-- Data to examine follows --

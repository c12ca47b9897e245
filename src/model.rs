//! Core data types shared across the engine.

use std::collections::HashMap;

use serde::{Deserialize, Deserializer, Serialize, Serializer};
use serde_json::Value;

/// Whether a dimension runs once per section (fan-out) or once for the batch (fan-in).
#[derive(Debug, Clone, Copy, PartialEq, Eq, Hash, Serialize, Deserialize)]
#[serde(rename_all = "lowercase")]
pub enum Scope {
    Section,
    Global,
}

impl Scope {
    pub fn is_global(self) -> bool {
        matches!(self, Scope::Global)
    }
}

/// One input record: an opaque textual body plus a free-form metadata map.
#[derive(Debug, Clone, Serialize, Deserialize, Default)]
pub struct Section {
    pub content: String,
    #[serde(default)]
    pub metadata: HashMap<String, Value>,
}

impl Section {
    pub fn new(content: impl Into<String>) -> Self {
        Section {
            content: content.into(),
            metadata: HashMap::new(),
        }
    }
}

/// Token accounting carried on a successful provider response.
#[derive(Debug, Clone, Copy, Serialize, Deserialize, Default)]
pub struct TokenUsage {
    pub input_tokens: u64,
    pub output_tokens: u64,
    pub total_tokens: u64,
}

/// Metadata attached to a `DimensionResult`, flattened onto the external shape.
#[derive(Debug, Clone, Serialize, Deserialize, Default)]
pub struct ResultMetadata {
    #[serde(skip_serializing_if = "Option::is_none")]
    pub model: Option<String>,
    #[serde(skip_serializing_if = "Option::is_none")]
    pub provider: Option<String>,
    #[serde(skip_serializing_if = "Option::is_none")]
    pub tokens: Option<TokenUsage>,
    #[serde(skip_serializing_if = "Option::is_none")]
    pub cached: Option<bool>,
    #[serde(skip_serializing_if = "Option::is_none")]
    pub skipped: Option<bool>,
    #[serde(skip_serializing_if = "Option::is_none")]
    pub reason: Option<String>,
    /// Wall-clock duration of the unit, in milliseconds. Minimum reported value on
    /// error paths is 1ms to keep timing-sensitive tests stable.
    #[serde(skip_serializing_if = "Option::is_none")]
    pub duration_ms: Option<u64>,
}

impl ResultMetadata {
    pub fn skip(reason: impl Into<String>) -> Self {
        ResultMetadata {
            skipped: Some(true),
            reason: Some(reason.into()),
            ..Default::default()
        }
    }
}

/// The Result union: `{Ok, Err, Skipped}` internally, flattened
/// to `{data?, error?, metadata?}` at the process boundary.
#[derive(Debug, Clone)]
pub enum DimensionResult {
    Ok {
        data: Value,
        metadata: ResultMetadata,
    },
    Err {
        error: String,
        metadata: ResultMetadata,
    },
    Skipped {
        reason: Option<String>,
        metadata: ResultMetadata,
    },
}

impl DimensionResult {
    pub fn ok(data: Value) -> Self {
        DimensionResult::Ok {
            data,
            metadata: ResultMetadata::default(),
        }
    }

    pub fn ok_with_metadata(data: Value, metadata: ResultMetadata) -> Self {
        DimensionResult::Ok { data, metadata }
    }

    pub fn err(error: impl Into<String>) -> Self {
        DimensionResult::Err {
            error: error.into(),
            metadata: ResultMetadata {
                duration_ms: Some(1),
                ..Default::default()
            },
        }
    }

    pub fn err_with_metadata(error: impl Into<String>, metadata: ResultMetadata) -> Self {
        DimensionResult::Err {
            error: error.into(),
            metadata,
        }
    }

    pub fn skip(reason: impl Into<String>) -> Self {
        let reason = reason.into();
        DimensionResult::Skipped {
            reason: Some(reason.clone()),
            metadata: ResultMetadata::skip(reason),
        }
    }

    pub fn is_error(&self) -> bool {
        matches!(self, DimensionResult::Err { .. })
    }

    pub fn is_skipped(&self) -> bool {
        matches!(self, DimensionResult::Skipped { .. })
    }

    pub fn data(&self) -> Option<&Value> {
        match self {
            DimensionResult::Ok { data, .. } => Some(data),
            _ => None,
        }
    }

    pub fn error_message(&self) -> Option<&str> {
        match self {
            DimensionResult::Err { error, .. } => Some(error.as_str()),
            _ => None,
        }
    }

    pub fn metadata(&self) -> &ResultMetadata {
        match self {
            DimensionResult::Ok { metadata, .. }
            | DimensionResult::Err { metadata, .. }
            | DimensionResult::Skipped { metadata, .. } => metadata,
        }
    }

    /// Aggregates several section-level results into the `{data:{sections:[...]}}` shape
    /// a global dimension sees when it depends on a section dimension.
    pub fn aggregate_sections(results: Vec<DimensionResult>) -> DimensionResult {
        let sections: Vec<Value> = results.iter().map(|r| r.to_external()).collect();
        DimensionResult::ok(serde_json::json!({ "sections": sections }))
    }

    /// Flattens the internal tagged variant to the external `{data?, error?, metadata?}`
    /// shape expected by hooks and the final `ProcessResult`.
    pub fn to_external(&self) -> Value {
        match self {
            DimensionResult::Ok { data, metadata } => {
                serde_json::json!({ "data": data, "metadata": metadata })
            }
            DimensionResult::Err { error, metadata } => {
                serde_json::json!({ "error": error, "metadata": metadata })
            }
            DimensionResult::Skipped { reason, metadata } => {
                serde_json::json!({
                    "data": { "skipped": true, "reason": reason },
                    "metadata": metadata,
                })
            }
        }
    }
}

impl Serialize for DimensionResult {
    fn serialize<S>(&self, serializer: S) -> Result<S::Ok, S::Error>
    where
        S: Serializer,
    {
        self.to_external().serialize(serializer)
    }
}

/// Reverses `to_external`: lets a `finalizeResults`/`afterProcessComplete` hook
/// override round-trip back into the typed Result union.
impl<'de> Deserialize<'de> for DimensionResult {
    fn deserialize<D>(deserializer: D) -> Result<Self, D::Error>
    where
        D: Deserializer<'de>,
    {
        let v = Value::deserialize(deserializer)?;
        let metadata: ResultMetadata = v
            .get("metadata")
            .and_then(|m| serde_json::from_value(m.clone()).ok())
            .unwrap_or_default();

        if let Some(error) = v.get("error").and_then(Value::as_str) {
            return Ok(DimensionResult::Err {
                error: error.to_string(),
                metadata,
            });
        }

        let data = v.get("data").cloned().unwrap_or(Value::Null);
        if metadata.skipped == Some(true) {
            let reason = data
                .get("reason")
                .and_then(Value::as_str)
                .map(|s| s.to_string());
            return Ok(DimensionResult::Skipped { reason, metadata });
        }

        Ok(DimensionResult::Ok { data, metadata })
    }
}

/// Request handed to a `Provider`.
#[derive(Debug, Clone, Serialize, Deserialize)]
pub struct ProviderRequest {
    pub input: ProviderInput,
    #[serde(default)]
    pub options: Value,
    #[serde(default, skip_serializing_if = "Option::is_none")]
    pub metadata: Option<Value>,
    #[serde(default, skip_serializing_if = "Option::is_none")]
    pub dimension: Option<String>,
}

#[derive(Debug, Clone, Serialize, Deserialize)]
#[serde(untagged)]
pub enum ProviderInput {
    Single(String),
    Many(Vec<String>),
}

/// Response returned by a `Provider`. Failure is expressed in-band via `error`,
/// never as a Rust-level `Err` — the engine's sole failure channel for dimension-level
/// outcomes is the Result union above.
#[derive(Debug, Clone, Serialize, Deserialize, Default)]
pub struct ProviderResponse {
    #[serde(default, skip_serializing_if = "Option::is_none")]
    pub data: Option<Value>,
    #[serde(default, skip_serializing_if = "Option::is_none")]
    pub error: Option<String>,
    #[serde(default, skip_serializing_if = "Option::is_none")]
    pub metadata: Option<ResultMetadata>,
}

impl ProviderResponse {
    pub fn is_error(&self) -> bool {
        self.error.is_some()
    }
}

/// A provider selection returned from `Plugin::select_provider`.
#[derive(Debug, Clone)]
pub struct ProviderSelection {
    pub provider: String,
    pub options: Value,
    pub fallbacks: Vec<String>,
}

impl ProviderSelection {
    pub fn new(provider: impl Into<String>) -> Self {
        ProviderSelection {
            provider: provider.into(),
            options: Value::Null,
            fallbacks: Vec::new(),
        }
    }

    pub fn with_fallbacks(mut self, fallbacks: Vec<String>) -> Self {
        self.fallbacks = fallbacks;
        self
    }

    pub fn with_options(mut self, options: Value) -> Self {
        self.options = options;
        self
    }
}

/// The resolved prerequisites passed to a dimension.
pub type DependenciesView = HashMap<String, DimensionResult>;

#[cfg(test)]
mod tests {
    use super::*;

    #[test]
    fn ok_result_flattens_to_data_and_metadata() {
        let r = DimensionResult::ok(serde_json::json!({"result": "ok-a"}));
        let ext = r.to_external();
        assert_eq!(ext["data"]["result"], "ok-a");
        assert!(ext.get("error").is_none());
    }

    #[test]
    fn err_result_has_minimum_one_ms_duration() {
        let r = DimensionResult::err("boom");
        assert_eq!(r.metadata().duration_ms, Some(1));
        assert_eq!(r.error_message(), Some("boom"));
    }

    #[test]
    fn skip_result_marks_metadata_skipped() {
        let r = DimensionResult::skip("policy disabled");
        assert!(r.is_skipped());
        assert_eq!(r.metadata().skipped, Some(true));
        let ext = r.to_external();
        assert_eq!(ext["data"]["skipped"], true);
    }

    #[test]
    fn aggregate_sections_wraps_each_result_under_sections_key() {
        let results = vec![
            DimensionResult::ok(serde_json::json!({"n": 1})),
            DimensionResult::err("nope"),
        ];
        let agg = DimensionResult::aggregate_sections(results);
        let sections = agg.data().unwrap()["sections"].as_array().unwrap();
        assert_eq!(sections.len(), 2);
        assert_eq!(sections[0]["data"]["n"], 1);
        assert_eq!(sections[1]["error"], "nope");
    }
}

-- Data to examine concluded --

#### Exercise details
Report each line in the preceding entries that holds the string "shape".

#### Your response
/// Metadata attached to a `DimensionResult`, flattened onto the external shape.
    /// Aggregates several section-level results into the `{data:{sections:[...]}}` shape
    /// shape expected by hooks and the final `ProcessResult`.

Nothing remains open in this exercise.